== Segment start ==

//! The node lifecycle: construction, the per-iteration loop, multi-input
//! zip synchronization, retry/restart policy, collector mode, and
//! termination.
//!
//! This module is isolation-agnostic: [`run`] executes the same loop
//! whether its queues happen to be `INTRA` or `INTER` and whether its
//! caller is a thread in this process or the entry point of a spawned
//! child. `worker.rs` decides how to get a thread of execution running
//! this function; `builder.rs` decides which queues to hand it.

use std::{
	fmt::Display,
	sync::{
		atomic::{AtomicBool, AtomicU8, Ordering},
		Arc,
	},
	time::{Duration, Instant},
};

use serde_json::Value;

use conduit_util::{NodeName, PortName};

use crate::{
	batch::{Batch, Metadata, Record},
	errors::NodeError,
	metrics::Metrics,
	queue::Queue,
};

/// Where a node is in its lifecycle
#[derive(Debug, Clone, Copy, PartialEq, Eq)]
#[repr(u8)]
pub enum NodeStatus {
	/// Constructed, not yet started
	Pending = 0,
	/// Running its iteration loop
	Alive = 1,
	/// Finished on its own after a `Last` batch
	Completed = 2,
	/// Stopped by a failure or by the supervisor
	Terminated = 3,
}

impl NodeStatus {
	fn from_u8(v: u8) -> Self {
		match v {
			0 => Self::Pending,
			1 => Self::Alive,
			2 => Self::Completed,
			_ => Self::Terminated,
		}
	}
}

/// A shared, thread-safe handle to a node's current [`NodeStatus`].
///
/// The node's own worker writes it; the supervisor and the liveness
/// monitor only ever read it.
#[derive(Clone)]
pub struct StatusHandle(Arc<AtomicU8>);

impl StatusHandle {
	fn new(initial: NodeStatus) -> Self {
		Self(Arc::new(AtomicU8::new(initial as u8)))
	}

	/// The node's current status
	pub fn get(&self) -> NodeStatus {
		NodeStatus::from_u8(self.0.load(Ordering::Acquire))
	}

	fn set(&self, status: NodeStatus) {
		self.0.store(status as u8, Ordering::Release);
	}
}

/// Shared-memory key a `PROCESS`-isolated node mirrors its status under,
/// so the root process's supervisor can see it without a `NodeHandle` of
/// its own.
pub fn status_key(name: &NodeName) -> String {
	format!("conduit:status:{name}")
}

/// Shared-memory key the root process sets to ask a `PROCESS`-isolated
/// node to terminate. The node checks this itself at the top of every
/// iteration; there's no way to reach into another process's queues.
pub fn terminate_key(name: &NodeName) -> String {
	format!("conduit:terminate:{name}")
}

/// Shared-memory key a `PROCESS`-isolated node mirrors its metrics
/// snapshot under.
pub fn metrics_key(name: &NodeName) -> String {
	format!("conduit:metrics:{name}")
}

fn status_label(status: NodeStatus) -> &'static str {
	match status {
		NodeStatus::Pending => "pending",
		NodeStatus::Alive => "alive",
		NodeStatus::Completed => "completed",
		NodeStatus::Terminated => "terminated",
	}
}

/// Parse a status label mirrored via [`status_key`]. Defaults to
/// `PENDING` for anything unrecognized or absent, since that's the
/// state before a `PROCESS`-isolated node's first write.
pub fn parse_status_label(label: &str) -> NodeStatus {
	match label {
		"alive" => NodeStatus::Alive,
		"completed" => NodeStatus::Completed,
		"terminated" => NodeStatus::Terminated,
		_ => NodeStatus::Pending,
	}
}

/// The work function a node runs every iteration.
///
/// `processing` receives `None` when the node has no input ports, and
/// `Some(batch)` otherwise (a single batch, or the zip-synchronized
/// batch assembled from multiple input ports, or the flushed
/// accumulator in collector mode). Returning `Ok(None)` is only valid
/// for a node with no output ports.
pub trait NodeLogic: Send {
	/// Run one iteration of this node's work
	fn processing(&mut self, input: Option<Batch>) -> Result<Option<Batch>, NodeError>;

	/// Called once before the first iteration, and again after every
	/// `close()` during a restart
	fn post_init(&mut self) {}

	/// Called once before a restart attempt, to release resources
	/// `post_init` will reacquire
	fn close(&mut self) {}

	/// Called exactly once on any terminal transition (graceful or forced)
	fn release(&mut self) {}
}

/// Everything about a node except its work function: ports, queues,
/// timing, retry policy, and the shared bits the supervisor and
/// liveness monitor need to see from outside.
pub struct NodeHandle {
	name: NodeName,
	input_ports: Vec<PortName>,
	output_ports: Vec<PortName>,
	input_queues: Vec<Arc<dyn Queue>>,
	output_queues: Vec<Arc<dyn Queue>>,
	timeout: Duration,
	max_retries: u32,
	max_restarts: u32,
	collector_flag: Option<String>,
	status: StatusHandle,
	metrics: Arc<Metrics>,
	drained: AtomicBool,
	/// Whether this handle lives inside a `PROCESS`-isolated child, and so
	/// must mirror its status/metrics into shared memory for the root
	/// process's supervisor and liveness monitor to observe.
	remote: bool,
}

impl NodeHandle {
	/// Build a new handle. The node starts `PENDING`; call [`run`] to
	/// transition it to `ALIVE` and begin its iteration loop.
	///
	/// `remote` is `true` only for a handle constructed inside a
	/// `PROCESS`-isolated child: `run` then mirrors its status and
	/// metrics into [`crate::memory::shared`] so the root process can see
	/// them despite having no handle of its own.
	#[allow(clippy::too_many_arguments)]
	pub fn new(
		name: NodeName,
		input_ports: Vec<PortName>,
		output_ports: Vec<PortName>,
		input_queues: Vec<Arc<dyn Queue>>,
		output_queues: Vec<Arc<dyn Queue>>,
		timeout: Duration,
		max_retries: u32,
		max_restarts: u32,
		collector_flag: Option<String>,
		remote: bool,
	) -> Self {
		assert_eq!(input_ports.len(), input_queues.len());
		assert_eq!(output_ports.len(), output_queues.len());

		Self {
			name,
			input_ports,
			output_ports,
			input_queues,
			output_queues,
			timeout,
			max_retries,
			max_restarts,
			collector_flag,
			status: StatusHandle::new(NodeStatus::Pending),
			metrics: Arc::new(Metrics::new()),
			drained: AtomicBool::new(false),
			remote,
		}
	}

	/// This node's name
	pub fn name(&self) -> &NodeName {
		&self.name
	}

	/// A cloneable handle onto this node's current status
	pub fn status(&self) -> StatusHandle {
		self.status.clone()
	}

	/// A shared handle onto this node's metrics
	pub fn metrics(&self) -> Arc<Metrics> {
		self.metrics.clone()
	}

	/// Forced termination: idempotent. Sets status to `TERMINATED` and
	/// empties every attached queue without blocking. Called by the
	/// supervisor; the node's own loop notices the status change (or the
	/// resulting queue errors) at the top of its next iteration and calls
	/// `release()` itself.
	pub fn drain(&self) {
		if self.drained.swap(true, Ordering::AcqRel) {
			return;
		}
		self.set_status(NodeStatus::Terminated);
		for q in self.input_queues.iter().chain(self.output_queues.iter()) {
			q.drain();
		}
	}

	/// Graceful termination after a `LAST` batch: sets status to
	/// `COMPLETED`, mirroring to shared memory if this handle is remote.
	fn complete(&self) {
		self.set_status(NodeStatus::Completed);
	}

	fn set_status(&self, status: NodeStatus) {
		self.status.set(status);
		if self.remote {
			crate::memory::shared().set(status_key(&self.name), Value::from(status_label(status)));
		}
	}

	/// Has the root process asked this (necessarily `PROCESS`-isolated)
	/// node to terminate, via [`terminate_key`] in shared memory?
	fn remote_terminate_requested(&self) -> bool {
		self.remote && crate::memory::shared().contains(&terminate_key(&self.name))
	}

	fn publish(&self, batch: &Batch) -> Result<(), NodeError> {
		for q in &self.output_queues {
			q.put(batch.clone())?;
		}
		Ok(())
	}

	fn pull_input(&self) -> Result<Option<Batch>, NodeError> {
		match self.input_queues.len() {
			0 => Ok(None),
			1 => Ok(Some(self.input_queues[0].get()?)),
			_ => Ok(Some(self.zip_inputs()?)),
		}
	}

	/// Multi-input synchronization: read one batch per port, check that
	/// their lengths and statuses agree, then assemble a single batch
	/// whose `j`-th record is the keyed union of each input's `j`-th
	/// record, keyed by port name.
	fn zip_inputs(&self) -> Result<Batch, NodeError> {
		let batches = self
			.input_queues
			.iter()
			.map(|q| q.get())
			.collect::<Result<Vec<_>, _>>()?;

		let len = batches[0].len();
		if batches.iter().any(|b| b.len() != len) {
			return Ok(Batch::error("Length batches cannot be different"));
		}

		let all_ok = batches.iter().all(Batch::is_ok);
		let all_last = batches.iter().all(Batch::is_last);
		if !all_ok && !all_last {
			return Ok(Batch::error("batch statuses disagree"));
		}
		if all_last {
			return Ok(Batch::last());
		}

		let mut metadata = Metadata::new();
		for b in &batches {
			for (k, v) in b.metadata() {
				metadata.insert(k.clone(), v.clone());
			}
		}

		let mut records = Vec::with_capacity(len);
		for j in 0..len {
			let mut record = Record::new();
			for (i, b) in batches.iter().enumerate() {
				record.insert(
					self.input_ports[i].to_string(),
					Value::Object(b.records()[j].clone()),
				);
			}
			records.push(record);
		}

		Ok(Batch::ok(records, metadata))
	}

	fn check_shape(&self, input: Option<&Batch>, output: Option<&Batch>) -> Result<(), NodeError> {
		// A LAST or ERROR output carries no data semantics (spec.md 3): a
		// portless node (the watchdog, a liveness-style monitor) ending its
		// own stream this way isn't a shape violation, only an OK batch
		// published with nowhere to go is.
		let output_is_data = output.map(Batch::is_ok).unwrap_or(false);
		match (output.is_some(), self.output_ports.is_empty()) {
			(false, false) => return Err(NodeError::NodeOutputMismatch),
			(true, true) if output_is_data => return Err(NodeError::NodeOutputMismatch),
			_ => {}
		}

		if let (Some(i), Some(o)) = (input, output) {
			if (i.is_ok() && o.is_last()) || (i.is_last() && o.is_ok()) {
				return Err(NodeError::BatchStatusMismatch);
			}
		}

		Ok(())
	}
}

/// JSON truthiness, used to evaluate a collector flush flag the way the
/// source's dynamically-typed metadata map does.
fn is_truthy(value: &Value) -> bool {
	match value {
		Value::Null => false,
		Value::Bool(b) => *b,
		Value::Number(n) => n.as_f64().map(|f| f != 0.0).unwrap_or(true),
		Value::String(s) => !s.is_empty(),
		Value::Array(a) => !a.is_empty(),
		Value::Object(o) => !o.is_empty(),
	}
}

fn fail(handle: &NodeHandle, logic: &mut dyn NodeLogic, context: impl Display) {
	tracing::error!(node = %handle.name, error = %context, "node terminating");
	handle.drain();
	logic.release();
}

/// Run a node's iteration loop to completion. Blocks the calling thread
/// (or process, for a `PROCESS`-isolated node) until the node reaches
/// `COMPLETED` or `TERMINATED`.
pub fn run(handle: Arc<NodeHandle>, mut logic: Box<dyn NodeLogic>) {
	handle.set_status(NodeStatus::Alive);
	logic.post_init();

	let mut collector_acc: Option<Batch> = handle.collector_flag.as_ref().map(|_| Batch::empty());
	let mut num_retries: u32 = 0;
	let mut num_restarts: u32 = 0;

	'outer: loop {
		if handle.timeout.is_zero() {
			std::thread::yield_now();
		} else {
			std::thread::sleep(handle.timeout);
		}

		if handle.status.get() != NodeStatus::Alive {
			logic.release();
			break;
		}

		if handle.remote_terminate_requested() {
			handle.drain();
			logic.release();
			break;
		}

		let input = match handle.pull_input() {
			Ok(i) => i,
			Err(e) => {
				fail(&handle, logic.as_mut(), e);
				break;
			}
		};

		if let Some(batch) = &input {
			if batch.is_last() {
				if let Err(e) = handle.publish(&Batch::last()) {
					fail(&handle, logic.as_mut(), e);
					break;
				}
				handle.complete();
				logic.release();
				break;
			}
			if batch.is_error() {
				fail(&handle, logic.as_mut(), "received an ERROR batch on input");
				break;
			}
		}

		let processing_input = if let Some(flag) = handle.collector_flag.clone() {
			match &input {
				Some(batch) => match batch.metadata().get(&flag) {
					None => {
						fail(
							&handle,
							logic.as_mut(),
							NodeError::MissingCollectorKey { key: flag.clone() },
						);
						break;
					}
					Some(v) if is_truthy(v) => Some(collector_acc.take().unwrap_or_else(Batch::empty)),
					Some(_) => {
						let acc = collector_acc.get_or_insert_with(Batch::empty);
						acc.extend_from(batch.clone());
						continue 'outer;
					}
				},
				None => input.clone(),
			}
		} else {
			input.clone()
		};

		'retry: loop {
			let start = Instant::now();
			let result = logic.processing(processing_input.clone());
			let elapsed_ms = start.elapsed().as_secs_f64() * 1000.0;

			let output = match result {
				Ok(o) => o,
				Err(e) => Some(Batch::error(e.to_string())),
			};

			let in_len = processing_input.as_ref().map(Batch::len).unwrap_or(0);
			let out_len = output.as_ref().map(Batch::len).unwrap_or(0);
			handle.metrics.record_iteration(in_len, out_len, elapsed_ms);
			if handle.remote {
				let snapshot = serde_json::to_value(handle.metrics.snapshot())
					.expect("MetricsSnapshot always serializes");
				crate::memory::shared().set(metrics_key(&handle.name), snapshot);
			}

			if let Err(e) = handle.check_shape(processing_input.as_ref(), output.as_ref()) {
				handle.metrics.record_error();
				fail(&handle, logic.as_mut(), e);
				break 'outer;
			}

			if let Some(out) = &output {
				if let Err(e) = handle.publish(out) {
					fail(&handle, logic.as_mut(), e);
					break 'outer;
				}
			}

			let terminal = processing_input.as_ref().map(Batch::is_last).unwrap_or(false)
				|| output.as_ref().map(Batch::is_last).unwrap_or(false);
			if terminal {
				handle.complete();
				logic.release();
				break 'outer;
			}

			if output.as_ref().map(Batch::is_error).unwrap_or(false) {
				handle.metrics.record_error();
				num_retries += 1;
				if num_retries <= handle.max_retries {
					continue 'retry;
				}
				num_restarts += 1;
				if num_restarts <= handle.max_restarts {
					logic.close();
					logic.post_init();
					num_retries = 0;
					continue 'retry;
				}
				fail(
					&handle,
					logic.as_mut(),
					output.as_ref().and_then(Batch::error_message).unwrap_or("unknown error"),
				);
				break 'outer;
			}

			break 'retry;
		}
	}
}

== Segment end ==

PROBLEM REQUIREMENTS — In the listing above, find the line with "monitor) ending its" and the line with "the way the", then reproduce both and every line between them exactly.

RESULT —
		// portless node (the watchdog, a liveness-style monitor) ending its
		// own stream this way isn't a shape violation, only an OK batch
		// published with nowhere to go is.
		let output_is_data = output.map(Batch::is_ok).unwrap_or(false);
		match (output.is_some(), self.output_ports.is_empty()) {
			(false, false) => return Err(NodeError::NodeOutputMismatch),
			(true, true) if output_is_data => return Err(NodeError::NodeOutputMismatch),
			_ => {}
		}

		if let (Some(i), Some(o)) = (input, output) {
			if (i.is_ok() && o.is_last()) || (i.is_last() && o.is_ok()) {
				return Err(NodeError::BatchStatusMismatch);
			}
		}

		Ok(())
	}
}

/// JSON truthiness, used to evaluate a collector flush flag the way the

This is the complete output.